EXERCISE OBJECTIVE ::
Write out exactly the line containing "u64, comments: u64)" and all lines that come after it in the listing below, through the very last one.

DATA EXTRACT ::
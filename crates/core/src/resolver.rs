//! Language fallback resolution.
//!
//! Preferred languages are tried in configured order, then every language the
//! source reports, in the source's order. "No transcript" is an ordinary
//! `None`; transient failures are retried with backoff. Running out of attempts
//! while listing languages gives `None`; running out on one track's fetch moves
//! on to the next track. All source calls pass through one shared rate
//! limiter, so concurrent pipelines never exceed the configured request rate.

use std::{future::Future, num::NonZeroU32, sync::Arc, time::Duration};

use governor::{
    Quota, RateLimiter,
    clock::DefaultClock,
    state::{InMemoryState, NotKeyed},
};
use tracing::{debug, info, warn};

use crate::{
    config::ResolverConfig,
    format::clean_transcript_text,
    source::{LanguageTrack, SourceError, TranscriptSource, primary_subtag},
    types::TranscriptResult,
};

type DirectLimiter = RateLimiter<NotKeyed, InMemoryState, DefaultClock>;

pub struct LanguageFallbackResolver {
    source: Arc<dyn TranscriptSource>,
    config: ResolverConfig,
    limiter: Arc<DirectLimiter>,
}

impl LanguageFallbackResolver {
    pub fn new(source: Arc<dyn TranscriptSource>, config: ResolverConfig) -> Self {
        let per_second = NonZeroU32::new(config.requests_per_second).unwrap_or(NonZeroU32::MIN);
        Self {
            source,
            config,
            limiter: Arc::new(RateLimiter::direct(Quota::per_second(per_second))),
        }
    }

    pub fn source_name(&self) -> &'static str {
        self.source.name()
    }

    pub async fn resolve(&self, video_id: &str) -> Option<TranscriptResult> {
        let tracks = match self
            .call("list languages", video_id, || self.source.list_languages(video_id))
            .await
        {
            Ok(tracks) => tracks,
            Err(e) => {
                log_empty(video_id, &e);
                return None;
            }
        };

        if tracks.is_empty() {
            debug!(video_id, "Transcript source reports no languages");
            return None;
        }

        let mut attempted = vec![false; tracks.len()];

        for code in &self.config.preferred_languages {
            for index in preferred_candidates(&tracks, code) {
                if attempted[index] {
                    continue;
                }
                attempted[index] = true;
                match self.fetch_track(video_id, &tracks[index], true).await {
                    Ok(result) => return Some(result),
                    Err(e) if e.ends_video() => {
                        log_empty(video_id, &e);
                        return None;
                    }
                    Err(e) => log_track_failure(video_id, &tracks[index], &e),
                }
            }
        }

        for (index, track) in tracks.iter().enumerate() {
            if attempted[index] {
                continue;
            }
            match self.fetch_track(video_id, track, false).await {
                Ok(result) => {
                    info!(
                        video_id,
                        language = %track.code,
                        "Using fallback language"
                    );
                    return Some(result);
                }
                Err(e) if e.ends_video() => {
                    log_empty(video_id, &e);
                    return None;
                }
                Err(e) => log_track_failure(video_id, track, &e),
            }
        }

        debug!(video_id, tracks = tracks.len(), "No track yielded usable text");
        None
    }

    async fn fetch_track(
        &self,
        video_id: &str,
        track: &LanguageTrack,
        is_preferred_language: bool,
    ) -> Result<TranscriptResult, SourceError> {
        let fetched = self
            .call("fetch transcript", video_id, || self.source.fetch(video_id, track))
            .await?;

        let text = clean_transcript_text(&fetched.text);
        if text.is_empty() {
            debug!(video_id, language = %track.code, "Transcript track is empty");
            return Err(SourceError::NotFound);
        }

        let word_count = text.split_whitespace().count();
        info!(
            video_id,
            language = %track.code,
            words = word_count,
            generated = track.is_generated,
            "Transcript fetched"
        );

        Ok(TranscriptResult {
            video_id: video_id.to_string(),
            language: track.code.clone(),
            text,
            is_generated: track.is_generated,
            word_count,
            is_preferred_language,
            duration_covered_secs: fetched.duration_covered_secs,
        })
    }

    /// Run one source call under the limiter and timeout, retrying retryable
    /// failures with exponential backoff.
    async fn call<T, F, Fut>(&self, op: &str, video_id: &str, mut f: F) -> Result<T, SourceError>
    where
        F: FnMut() -> Fut,
        Fut: Future<Output = Result<T, SourceError>>,
    {
        let timeout = Duration::from_secs(self.config.call_timeout_secs);
        let mut attempt: u32 = 0;

        loop {
            self.limiter.until_ready().await;

            let outcome = match tokio::time::timeout(timeout, f()).await {
                Ok(outcome) => outcome,
                Err(_) => Err(SourceError::Transient(format!(
                    "{} timed out after {}s",
                    op, self.config.call_timeout_secs
                ))),
            };

            match outcome {
                Err(e) if e.is_retryable() && attempt + 1 < self.config.max_attempts => {
                    let factor = if e == SourceError::RateLimited { 2 } else { 1 };
                    let delay_ms = self
                        .config
                        .backoff_base_ms
                        .saturating_mul(2u64.saturating_pow(attempt))
                        .saturating_mul(factor);
                    warn!(
                        video_id,
                        op,
                        attempt = attempt + 1,
                        max_attempts = self.config.max_attempts,
                        delay_ms,
                        error = %e,
                        "Transcript source call failed, retrying"
                    );
                    tokio::time::sleep(Duration::from_millis(delay_ms)).await;
                    attempt += 1;
                }
                other => return other,
            }
        }
    }
}

/// Tracks matching one preferred code, best first: exact code before primary
/// subtag match, human-authored before auto-generated.
fn preferred_candidates(tracks: &[LanguageTrack], code: &str) -> Vec<usize> {
    let exact: Vec<usize> = (0..tracks.len())
        .filter(|&i| tracks[i].code.eq_ignore_ascii_case(code))
        .collect();

    let mut matches = if exact.is_empty() {
        (0..tracks.len())
            .filter(|&i| tracks[i].primary_subtag().eq_ignore_ascii_case(primary_subtag(code)))
            .collect()
    } else {
        exact
    };

    // Stable sort keeps source order among equals.
    matches.sort_by_key(|&i| tracks[i].is_generated);
    matches
}

fn log_track_failure(video_id: &str, track: &LanguageTrack, e: &SourceError) {
    if e.is_retryable() {
        warn!(video_id, language = %track.code, error = %e, "Track kept failing, trying the next one");
    } else {
        debug!(video_id, language = %track.code, reason = %e, "Track yielded no transcript");
    }
}

fn log_empty(video_id: &str, e: &SourceError) {
    if e.is_retryable() {
        warn!(video_id, error = %e, "Transcript source kept failing, treating as no transcript");
    } else {
        info!(video_id, reason = %e, "No transcript available");
    }
}

#[cfg(test)]
mod tests {
    use super::*;

    fn tracks(specs: &[(&str, bool)]) -> Vec<LanguageTrack> {
        specs
            .iter()
            .map(|(code, generated)| LanguageTrack::new(code, *generated))
            .collect()
    }

    #[test]
    fn exact_match_beats_subtag_match() {
        let available = tracks(&[("en-GB", false), ("en", true)]);
        assert_eq!(preferred_candidates(&available, "en"), vec![1]);
        assert_eq!(preferred_candidates(&available, "EN-gb"), vec![0]);
    }

    #[test]
    fn subtag_match_prefers_human_tracks() {
        let available = tracks(&[("es-419", true), ("fr", false), ("es-ES", false)]);
        assert_eq!(preferred_candidates(&available, "es"), vec![2, 0]);
        assert!(preferred_candidates(&available, "de").is_empty());
    }
}
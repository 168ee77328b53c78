//! Batch-level engagement figures and the virality ranking.

use std::collections::BTreeMap;

use chrono::{DateTime, Utc};
use serde::{Deserialize, Serialize};

use crate::types::VideoCandidate;

const TOP_CHANNELS: usize = 10;
const TOP_VIDEOS: usize = 5;

#[derive(Debug, Clone, PartialEq, Eq, Serialize, Deserialize)]
pub struct CountEntry {
    pub name: String,
    pub count: usize,
}

#[derive(Debug, Clone, PartialEq, Serialize, Deserialize)]
pub struct RankedVideo {
    pub video_id: String,
    pub title: String,
    pub virality_score: f64,
}

#[derive(Debug, Clone, Default, PartialEq, Serialize, Deserialize)]
pub struct MetadataAggregates {
    pub total_views: u64,
    pub total_likes: u64,
    pub total_comments: u64,
    /// Likes per hundred views across the batch, 0 when nothing was viewed.
    pub avg_engagement_rate: f64,
    /// Most common first, ties by name.
    pub category_counts: Vec<CountEntry>,
    pub top_channels: Vec<CountEntry>,
    pub top_videos: Vec<RankedVideo>,
}

impl MetadataAggregates {
    pub fn from_videos(videos: &[VideoCandidate], now: DateTime<Utc>) -> Self {
        let total_views = videos.iter().map(|v| v.stats.view_count).fold(0u64, u64::saturating_add);
        let total_likes = videos.iter().map(|v| v.stats.like_count).fold(0u64, u64::saturating_add);
        let total_comments = videos
            .iter()
            .map(|v| v.stats.comment_count)
            .fold(0u64, u64::saturating_add);

        let avg_engagement_rate = if total_views == 0 {
            0.0
        } else {
            total_likes as f64 / total_views as f64 * 100.0
        };

        let mut top_channels = count_by(videos.iter().map(|v| v.channel_name.as_str()));
        top_channels.truncate(TOP_CHANNELS);

        let mut top_videos: Vec<RankedVideo> = videos
            .iter()
            .map(|v| RankedVideo {
                video_id: v.id.clone(),
                title: v.title.clone(),
                virality_score: virality_score(v, now),
            })
            .collect();
        top_videos.sort_by(|a, b| b.virality_score.total_cmp(&a.virality_score));
        top_videos.truncate(TOP_VIDEOS);

        Self {
            total_views,
            total_likes,
            total_comments,
            avg_engagement_rate,
            category_counts: count_by(videos.iter().map(|v| v.category.as_str())),
            top_channels,
            top_videos,
        }
    }
}

/// Weighted reach and engagement, damped for videos older than a day and
/// never below a tenth of the undamped value.
pub fn virality_score(video: &VideoCandidate, now: DateTime<Utc>) -> f64 {
    let views = video.stats.view_count as f64;
    let likes = video.stats.like_count as f64;
    let comments = video.stats.comment_count as f64;

    let engagement_rate = (likes + comments) / views.max(1.0);
    let recency_factor = (1.0 / (video.age_hours(now) / 24.0).max(1.0)).max(0.1);

    (views * 0.4 + likes * 0.3 + comments * 0.2 + engagement_rate * views * 0.1) * recency_factor
}

fn count_by<'a>(names: impl Iterator<Item = &'a str>) -> Vec<CountEntry> {
    let mut counts: BTreeMap<&str, usize> = BTreeMap::new();
    for name in names.map(str::trim).filter(|n| !n.is_empty()) {
        *counts.entry(name).or_default() += 1;
    }

    let mut entries: Vec<CountEntry> = counts
        .into_iter()
        .map(|(name, count)| CountEntry {
            name: name.to_string(),
            count,
        })
        .collect();
    // Stable sort keeps the map's name order among equal counts.
    entries.sort_by(|a, b| b.count.cmp(&a.count));
    entries
}

#[cfg(test)]
mod tests {
    use std::collections::BTreeSet;

    use chrono::{Duration, TimeZone};

    use super::*;
    use crate::types::EngagementStats;

    fn now() -> DateTime<Utc> {
        Utc.with_ymd_and_hms(2024, 5, 1, 12, 0, 0).unwrap()
    }

    fn stats_video(age_hours: i64, views: u64, likes: u64, comments: u64) -> VideoCandidate {
        VideoCandidate {
            id: "abcdefghijk".to_string(),
            title: "A title".to_string(),
            description: String::new(),
            tags: BTreeSet::new(),
            duration_secs: 300.0,
            channel_name: "Channel".to_string(),
            uploaded_at: now() - Duration::hours(age_hours),
            category: "Education".to_string(),
            stats: EngagementStats {
                view_count: views,
                like_count: likes,
                comment_count: comments,
            },
        }
    }

    #[test]
    fn fresh_video_is_not_damped() {
        // 400 + 30 + 4 + (120 / 1000) * 1000 * 0.1
        let score = virality_score(&stats_video(6, 1000, 100, 20), now());
        assert!((score - 446.0).abs() < 1e-9, "{score}");
    }

    #[test]
    fn older_videos_decay_to_a_floor() {
        let day = virality_score(&stats_video(24, 1000, 0, 0), now());
        let two_days = virality_score(&stats_video(48, 1000, 0, 0), now());
        let month = virality_score(&stats_video(24 * 30, 1000, 0, 0), now());

        assert!((day - 400.0).abs() < 1e-9);
        assert!((two_days - 200.0).abs() < 1e-9);
        assert!((month - 40.0).abs() < 1e-9);
    }

    #[test]
    fn unviewed_batch_has_zero_engagement() {
        let aggregates = MetadataAggregates::from_videos(&[stats_video(1, 0, 5, 5)], now());
        assert_eq!(aggregates.avg_engagement_rate, 0.0);
        assert_eq!(aggregates.total_likes, 5);

        let empty = MetadataAggregates::from_videos(&[], now());
        assert_eq!(empty, MetadataAggregates::default());
    }
}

TASK ANSWER ::
    fn stats_video(age_hours: i64, views: u64, likes: u64, comments: u64) -> VideoCandidate {
        VideoCandidate {
            id: "abcdefghijk".to_string(),
            title: "A title".to_string(),
            description: String::new(),
            tags: BTreeSet::new(),
            duration_secs: 300.0,
            channel_name: "Channel".to_string(),
            uploaded_at: now() - Duration::hours(age_hours),
            category: "Education".to_string(),
            stats: EngagementStats {
                view_count: views,
                like_count: likes,
                comment_count: comments,
            },
        }
    }

    #[test]
    fn fresh_video_is_not_damped() {
        // 400 + 30 + 4 + (120 / 1000) * 1000 * 0.1
        let score = virality_score(&stats_video(6, 1000, 100, 20), now());
        assert!((score - 446.0).abs() < 1e-9, "{score}");
    }

    #[test]
    fn older_videos_decay_to_a_floor() {
        let day = virality_score(&stats_video(24, 1000, 0, 0), now());
        let two_days = virality_score(&stats_video(48, 1000, 0, 0), now());
        let month = virality_score(&stats_video(24 * 30, 1000, 0, 0), now());

        assert!((day - 400.0).abs() < 1e-9);
        assert!((two_days - 200.0).abs() < 1e-9);
        assert!((month - 40.0).abs() < 1e-9);
    }

    #[test]
    fn unviewed_batch_has_zero_engagement() {
        let aggregates = MetadataAggregates::from_videos(&[stats_video(1, 0, 5, 5)], now());
        assert_eq!(aggregates.avg_engagement_rate, 0.0);
        assert_eq!(aggregates.total_likes, 5);

        let empty = MetadataAggregates::from_videos(&[], now());
        assert_eq!(empty, MetadataAggregates::default());
    }
}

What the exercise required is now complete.